For several years now, statistics on the level of employee commitment to their organization are alarming. In addition, year after year, these results do not seem to be improving. Yet, what organization does not survey, formally or informally, its employees on their level of satisfaction and does not aim at implementing initiatives that will increase employee engagement? Why so much talk about organizational commitment and why strongly wish for engaged employees? Based on facts, if an employee establishes a positive emotional connection with its organization, it will help increase productivity and significant efforts to achieve both personal and organizational goals. Quite simply, an employee who has at heart the organization will be more productive, give the best customer service and often, stay longer with the organization. This level of engagement will result in increased sales, higher profits and better results in all respects.
Thus, several studies also show a positive correlation between the level of employee commitment and the quality of customer service, sales, product quality, workplace safety and employee retention. However, very few of them admit that maximizing organizational change effectiveness is also a result of high levels of employee engagement.
All changes, regardless of their scope and nature, are made with improved results in mind. However, let’s be honest! The goal is increased profitability, greater productivity, and ultimately, generating more money. There must be a positive impact on the balance sheet. For organizational changes to occur efficiently and provide the expected ROI, it is imperative for employees to understand, believe and commit to the organization, but mostly, to make an emotional connection with the proposed changes. Your changes will bring the expected results only and solely if your employees believe in them and get involved.

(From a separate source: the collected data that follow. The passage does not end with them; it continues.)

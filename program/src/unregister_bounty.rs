use anchor_lang::prelude::*;

use crate::constants::{BOUNTY_BOARD_SEED, BOUNTY_SEED, DIRECTORY_SEED, SUBSCRIPTION_SEED};
use crate::errors::SubscriptionError;
use crate::events::BountyUnregistered;
use crate::state::{Bounty, BountyBoard, Directory, SubscriptionTerms};

#[derive(AnchorSerialize, AnchorDeserialize, Clone, Debug)]
pub struct UnregisterBountyArgs {}

#[derive(Accounts)]
pub struct UnregisterBounty<'info> {
    #[account(
        seeds = [DIRECTORY_SEED],
        bump = directory.bump
    )]
    pub directory: Account<'info, Directory>,

    #[account(
        mut,
        seeds = [BOUNTY_BOARD_SEED],
        bump = bounty_board.bump,
        constraint = bounty_board.directory == directory.key()
            @ SubscriptionError::Unauthorized
    )]
    pub bounty_board: Account<'info, BountyBoard>,

    #[account(
        seeds = [SUBSCRIPTION_SEED, &subscription.nonce.to_le_bytes()],
        bump = subscription.bump,
        has_one = payee @ SubscriptionError::Unauthorized
    )]
    pub subscription: Account<'info, SubscriptionTerms>,

    #[account(
        mut,
        close = payee,
        seeds = [BOUNTY_SEED, subscription.key().as_ref()],
        bump = bounty.bump
    )]
    pub bounty: Account<'info, Bounty>,

    #[account(mut)]
    pub payee: Signer<'info>,
}

/// Handler for unregistering a bounty
///
/// Removes the board entry and closes the bounty account. A later
/// `register_bounty` for the same subscription starts from a clean slate.
pub fn handler(ctx: Context<UnregisterBounty>, _args: UnregisterBountyArgs) -> Result<()> {
    let subscription_key = ctx.accounts.subscription.key();

    let bounty_board = &mut ctx.accounts.bounty_board;
    require!(
        bounty_board.registered.contains(&subscription_key),
        SubscriptionError::RewardNotRegistered
    );
    bounty_board.registered.remove(&subscription_key)?;

    emit!(BountyUnregistered {
        subscription: subscription_key,
    });

    msg!("Bounty unregistered for subscription {}", subscription_key);

    Ok(())
}
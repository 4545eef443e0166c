//! Billing state machine: interval enforcement and schedule arithmetic
//!
//! Pure logic shared by `subscribe`, `process_payment`, and `claim_bounty`.
//! Handlers are responsible for loading accounts and moving tokens; the
//! functions here decide whether a charge is allowed and what the schedule
//! looks like afterwards.

use anchor_lang::prelude::*;

use crate::constants::MAX_INTERVAL_SECS;
use crate::errors::SubscriptionError;
use crate::state::{SubscriberState, SubscriptionTerms};

/// Validates subscription terms at creation time
///
/// # Errors
/// - `InvalidTerms` if `amount == 0`, `interval == 0`, or
///   `interval > MAX_INTERVAL_SECS`
pub fn validate_terms(amount: u64, interval: u64) -> Result<()> {
    require!(amount > 0, SubscriptionError::InvalidTerms);
    require!(interval > 0, SubscriptionError::InvalidTerms);
    require!(interval <= MAX_INTERVAL_SECS, SubscriptionError::InvalidTerms);
    Ok(())
}

/// Whether the subscriber's next payment has come due
#[must_use]
pub const fn is_due(next_payment_at: i64, now: i64) -> bool {
    next_payment_at != 0 && now >= next_payment_at
}

/// Pure predicate: subscribed, not paused, and due
#[must_use]
pub const fn can_charge(
    terms: &SubscriptionTerms,
    state: &SubscriberState,
    now: i64,
) -> bool {
    !terms.paused && is_due(state.next_payment_at, now)
}

/// Maps a failing charge precondition to its specific error
///
/// # Errors
/// - `Paused` if the subscription is paused
/// - `NotSubscribed` if the billing state carries no schedule
/// - `NotDue` if called before `next_payment_at`; retryable next cycle
pub fn assert_chargeable(
    terms: &SubscriptionTerms,
    state: &SubscriberState,
    now: i64,
) -> Result<()> {
    require!(!terms.paused, SubscriptionError::Paused);
    require!(state.next_payment_at != 0, SubscriptionError::NotSubscribed);
    require!(now >= state.next_payment_at, SubscriptionError::NotDue);
    Ok(())
}

/// Rejects a second subscribe without an intervening unsubscribe
///
/// A nonzero `next_payment_at` means a live billing schedule already exists
/// for this (subscription, subscriber) pair.
///
/// # Errors
/// - `AlreadySubscribed` if `next_payment_at != 0`
pub fn assert_not_subscribed(next_payment_at: i64) -> Result<()> {
    require!(next_payment_at == 0, SubscriptionError::AlreadySubscribed);
    Ok(())
}

/// Next due time after a successful charge
///
/// Advances from the previous due time rather than from `now`, so late
/// charges do not accumulate drift across cycles.
///
/// # Errors
/// - `ArithmeticError` on i64 overflow (unreachable under the interval cap,
///   still checked)
pub fn advance_schedule(next_payment_at: i64, interval: u64) -> Result<i64> {
    let interval =
        i64::try_from(interval).map_err(|_| SubscriptionError::ArithmeticError)?;
    next_payment_at
        .checked_add(interval)
        .ok_or_else(|| SubscriptionError::ArithmeticError.into())
}

/// Whether a claimed reward actually needs to move tokens
///
/// When the payee claims their own bounty the reward leg would be a
/// self-transfer with zero balance delta, which the post-transfer delta
/// check would reject. The leg is skipped instead; the payee simply keeps
/// the reward out of the charge they just received.
#[must_use]
pub fn reward_transfer_needed(payee_account: &Pubkey, claimer_account: &Pubkey) -> bool {
    payee_account != claimer_account
}

/// Predicate combining `can_charge` with the bounty funding requirement:
/// a reward is registered and the payee's delegated allowance covers it
#[must_use]
pub const fn can_claim_bounty(
    terms: &SubscriptionTerms,
    state: &SubscriberState,
    reward: u64,
    payee_delegated_amount: u64,
    now: i64,
) -> bool {
    can_charge(terms, state, now) && reward > 0 && payee_delegated_amount >= reward
}

#[cfg(test)]
mod tests {
    use super::*;

    fn terms(amount: u64, interval: u64, paused: bool) -> SubscriptionTerms {
        SubscriptionTerms {
            payee: Pubkey::new_unique(),
            token: Pubkey::new_unique(),
            amount,
            interval,
            paused,
            nonce: 0,
            bump: 255,
        }
    }

    fn state(next_payment_at: i64) -> SubscriberState {
        SubscriberState {
            subscription: Pubkey::new_unique(),
            subscriber: Pubkey::new_unique(),
            next_payment_at,
            bump: 255,
        }
    }

    #[test]
    fn terms_require_positive_amount() {
        let err = validate_terms(0, 1000).unwrap_err();
        assert_eq!(err, SubscriptionError::InvalidTerms.into());
    }

    #[test]
    fn terms_require_positive_interval() {
        let err = validate_terms(100, 0).unwrap_err();
        assert_eq!(err, SubscriptionError::InvalidTerms.into());
    }

    #[test]
    fn interval_cap_is_inclusive() {
        validate_terms(100, MAX_INTERVAL_SECS).unwrap();

        let err = validate_terms(100, MAX_INTERVAL_SECS + 1).unwrap_err();
        assert_eq!(err, SubscriptionError::InvalidTerms.into());
    }

    #[test]
    fn charge_due_exactly_at_next_payment_time() {
        let state = state(1_000);

        assert!(!is_due(state.next_payment_at, 999));
        assert!(is_due(state.next_payment_at, 1_000));
        assert!(is_due(state.next_payment_at, 5_000));
    }

    #[test]
    fn zero_schedule_is_never_due() {
        assert!(!is_due(0, i64::MAX));
    }

    #[test]
    fn can_charge_blocked_by_pause() {
        let terms = terms(100, 1_000, true);
        let state = state(1_000);

        assert!(!can_charge(&terms, &state, 2_000));

        let err = assert_chargeable(&terms, &state, 2_000).unwrap_err();
        assert_eq!(err, SubscriptionError::Paused.into());
    }

    #[test]
    fn assert_chargeable_distinguishes_not_subscribed_from_not_due() {
        let terms = terms(100, 1_000, false);

        let err = assert_chargeable(&terms, &state(0), 2_000).unwrap_err();
        assert_eq!(err, SubscriptionError::NotSubscribed.into());

        let err = assert_chargeable(&terms, &state(3_000), 2_000).unwrap_err();
        assert_eq!(err, SubscriptionError::NotDue.into());
    }

    #[test]
    fn schedule_advances_by_interval_not_from_now() {
        // charge executed late at t=1_700 must still schedule t=2_000
        let next = advance_schedule(1_000, 1_000).unwrap();
        assert_eq!(next, 2_000);
    }

    #[test]
    fn schedule_overflow_is_checked() {
        let err = advance_schedule(i64::MAX, 1).unwrap_err();
        assert_eq!(err, SubscriptionError::ArithmeticError.into());
    }

    #[test]
    fn bounty_claim_requires_funded_allowance() {
        let terms = terms(100, 1_000, false);
        let state = state(1_000);

        assert!(can_claim_bounty(&terms, &state, 10, 10, 1_000));
        assert!(!can_claim_bounty(&terms, &state, 10, 9, 1_000));
        assert!(!can_claim_bounty(&terms, &state, 0, 100, 1_000));
        // not due yet
        assert!(!can_claim_bounty(&terms, &state, 10, 100, 999));
    }
}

In addition, further impressive studies are being conducted that measure each year the impact of high employee engagement on the profit margin, return on shareholder value, customer satisfaction that translates into additional revenues, and so on. However, we should not ignore the fact that the level of engagement is linked to the achievement of a multitude of tasks and activities done by employees who bring about change every day. Changes go through those who introduce them, but especially those who will implement them and those who will live with them. Does the level of your employee engagement have an impact on maximizing your change effectiveness? The conclusion seems obvious!
Is it for you?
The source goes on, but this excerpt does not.